Dominik Parisien’s debut poetry collection, Side Effects May Include Strangers, begins by shaving away at the artifice of language, attempting to build a bridge atop the unbreachable chasm between intent and extent. Parisien’s plight for conveyance and understanding begins by unravelling the mythology of the human body into fundamentally problematic ideological patterns that are discriminatory towards physical and mental disability. In the very opening poem, “Let Us For A Moment Call This Pain By Other Words,” Parisien writes: “Ask, Can we for a moment make of Beauty / the measure of our pain? And I will answer”

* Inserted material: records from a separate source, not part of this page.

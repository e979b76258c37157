//! Leak reporting and address lookup.

use std::fmt;
use std::io::{self, Write};

use serde::Serialize;

use crate::heap::GuardedHeap;
use crate::raw::RawAllocator;
use crate::site::CallSite;

/// One live block as seen by the reporter.
#[derive(Debug, Clone, Copy, PartialEq, Eq, Serialize)]
pub struct AllocationSite {
    /// Where the block was allocated.
    pub site: CallSite,
    /// Payload address.
    pub address: usize,
    /// Payload size.
    pub size: usize,
}

impl fmt::Display for AllocationSite {
    fn fmt(&self, f: &mut fmt::Formatter<'_>) -> fmt::Result {
        write!(
            f,
            "{} bytes at {:#x}, allocated at line {} in '{}'",
            self.size, self.address, self.site.line, self.site.file
        )
    }
}

/// Every block still live, most recently allocated first.
#[derive(Debug, Clone, PartialEq, Eq, Serialize)]
pub struct LeakReport {
    pub outstanding: usize,
    pub bytes: usize,
    pub peak_bytes: usize,
    pub blocks: Vec<AllocationSite>,
}

impl LeakReport {
    #[must_use]
    pub fn is_empty(&self) -> bool {
        self.outstanding == 0 && self.blocks.is_empty()
    }

    /// Write the report in the classic text form.
    pub fn write_to<W: Write + ?Sized>(&self, out: &mut W, include_stats: bool) -> io::Result<()> {
        if self.outstanding != 0 {
            writeln!(out, "Warning: Not freed memory segments: {}", self.outstanding)?;
        }
        if !self.blocks.is_empty() {
            writeln!(out, "Warning: Memory that was not free'ed ({} bytes):", self.bytes)?;
            for block in &self.blocks {
                writeln!(
                    out,
                    "\t{:6} bytes at {:#x}, allocated at line {:4} in '{}'",
                    block.size, block.address, block.site.line, block.site.file
                )?;
            }
        }
        if include_stats {
            writeln!(
                out,
                "Maximum memory usage: {} bytes ({}k)",
                self.peak_bytes,
                self.peak_bytes.div_ceil(1024)
            )?;
        }
        out.flush()
    }
}

impl<A: RawAllocator> GuardedHeap<A> {
    /// Snapshot of every live block, taken under the registry lock.
    #[must_use]
    pub fn leak_report(&self) -> LeakReport {
        let state = self.registry.lock();
        LeakReport {
            outstanding: state.count(),
            bytes: state.current_bytes(),
            peak_bytes: state.peak_bytes(),
            blocks: state
                .blocks()
                .map(|block| AllocationSite {
                    site: block.site(),
                    address: block.payload().as_ptr() as usize,
                    size: block.size(),
                })
                .collect(),
        }
    }

    /// Report every block that is still live, and optionally the peak usage.
    ///
    /// Live blocks stay allocated; reclaiming them is left to teardown.
    pub fn terminate<W: Write + ?Sized>(&self, out: &mut W, include_stats: bool) -> io::Result<()> {
        self.leak_report().write_to(out, include_stats)
    }

    /// Find the live block whose payload range `[start, start + size]`
    /// contains `address`.
    #[must_use]
    pub fn report_allocated(&self, address: usize) -> Option<AllocationSite> {
        let state = self.registry.lock();
        state
            .blocks()
            .find(|block| block.covers(address))
            .map(|block| AllocationSite {
                site: block.site(),
                address: block.payload().as_ptr() as usize,
                size: block.size(),
            })
    }
}

#[cfg(test)]
mod tests {
    use super::*;

    fn report() -> LeakReport {
        LeakReport {
            outstanding: 1,
            bytes: 32,
            peak_bytes: 96,
            blocks: vec![AllocationSite {
                site: CallSite::new("src/main.rs", 12),
                address: 0x1000,
                size: 32,
            }],
        }
    }

    #[test]
    fn text_form_lists_blocks_and_peak() {
        let mut out = Vec::new();
        report().write_to(&mut out, true).expect("write");
        let text = String::from_utf8(out).expect("utf8");
        let lines: Vec<&str> = text.lines().collect();
        assert_eq!(
            lines,
            vec![
                "Warning: Not freed memory segments: 1",
                "Warning: Memory that was not free'ed (32 bytes):",
                "\t    32 bytes at 0x1000, allocated at line   12 in 'src/main.rs'",
                "Maximum memory usage: 96 bytes (1k)",
            ]
        );
    }

    #[test]
    fn allocation_site_display_names_origin() {
        let block = report().blocks[0];
        assert_eq!(
            block.to_string(),
            "32 bytes at 0x1000, allocated at line 12 in 'src/main.rs'"
        );
    }

    #[test]
    fn empty_report_without_stats_is_silent() {
        let empty = LeakReport {
            outstanding: 0,
            bytes: 0,
            peak_bytes: 10,
            blocks: Vec::new(),
        };
        assert!(empty.is_empty());
        let mut out = Vec::new();
        empty.write_to(&mut out, false).expect("write");
        assert!(out.is_empty());
    }
}
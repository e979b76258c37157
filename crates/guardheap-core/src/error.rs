//! Error values returned by allocator operations.

use std::fmt;

use serde::Serialize;
use thiserror::Error;

/// Operation that was handed a bad pointer.
#[derive(Debug, Clone, Copy, PartialEq, Eq, Hash, Serialize)]
#[serde(rename_all = "snake_case")]
pub enum Operation {
    Freeing,
    Reallocating,
}

impl fmt::Display for Operation {
    fn fmt(&self, f: &mut fmt::Formatter<'_>) -> fmt::Result {
        f.write_str(match self {
            Self::Freeing => "Freeing",
            Self::Reallocating => "Reallocating",
        })
    }
}

/// Why a pointer failed the plausibility filter.
#[derive(Debug, Clone, Copy, PartialEq, Eq, Hash, Serialize)]
#[serde(rename_all = "snake_case")]
pub enum PointerFault {
    /// Null where null is not allowed.
    Null,
    /// Not aligned to the minimum allocation alignment.
    Misaligned,
    /// Outside the range of payload addresses ever handed out.
    OutOfRange,
}

impl fmt::Display for PointerFault {
    fn fmt(&self, f: &mut fmt::Formatter<'_>) -> fmt::Result {
        f.write_str(match self {
            Self::Null => "NULL pointer",
            Self::Misaligned => "wrong aligned pointer",
            Self::OutOfRange => "pointer out of range",
        })
    }
}

/// Failure of an allocator operation.
///
/// Everything here is recovered locally; only an [`HeapError::OutOfMemory`]
/// with `fatal` set asks the caller to end the process.
#[derive(Debug, Clone, Copy, PartialEq, Eq, Error)]
pub enum HeapError {
    #[error("out of memory: needed {requested} bytes, {in_use} bytes in use")]
    OutOfMemory {
        requested: usize,
        in_use: usize,
        fatal: bool,
    },
    #[error("{operation} {fault}")]
    InvalidPointer {
        operation: Operation,
        fault: PointerFault,
    },
    #[error("freeing unallocated data at {address:#x}")]
    InvalidFree { address: usize },
    #[error("reallocating unallocated data at {address:#x}")]
    InvalidRealloc { address: usize },
}

impl HeapError {
    /// Whether the caller asked for this failure to terminate the process.
    #[must_use]
    pub const fn is_fatal(&self) -> bool {
        matches!(self, Self::OutOfMemory { fatal: true, .. })
    }
}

Parisien builds on corporeal poetics by exploring interior and exterior factors that constitute the human body; from representation to association and expectation, Parisien builds his disability poetics by dismantling and reforming existing expectations of the body altogether. We read in the poem “Calling A Body A Body,” “A body is lightning in a bottle. / Some small miracle, […] / All of them political. / Especially those that aren’t.”
Certain poems in the collection revisit pain, the body and its absurdity with a childlike lens of wonder. In the poem “Picture Book,” we read “could we call this ache a cactus, a chinchilla, / a diamond, or that ill a mole rat, a rainbow, / a nebula? Does it hop, skip, dig, or shine?”. The discovery and rediscovery of the body reflects the breaking down of socio-political artifice to once again encounter the body anew, with childlike intimacy; to encounter the familiar landscape of pain within the frame of the linguistic mythos, of growing new eyes to see instead of striving to seek new landscapes for expression.
Parisien’s poems never move away from pain and suffering, but the beauty of the book lies in its most important thesis, which is to prove that pain is not an affront to beauty. Parisien’s rebellion towards the representation and perception of physical and mental ailment is framed perhaps in heart-wrenchingly beautiful and gentle poetics that stands in the face of expectation.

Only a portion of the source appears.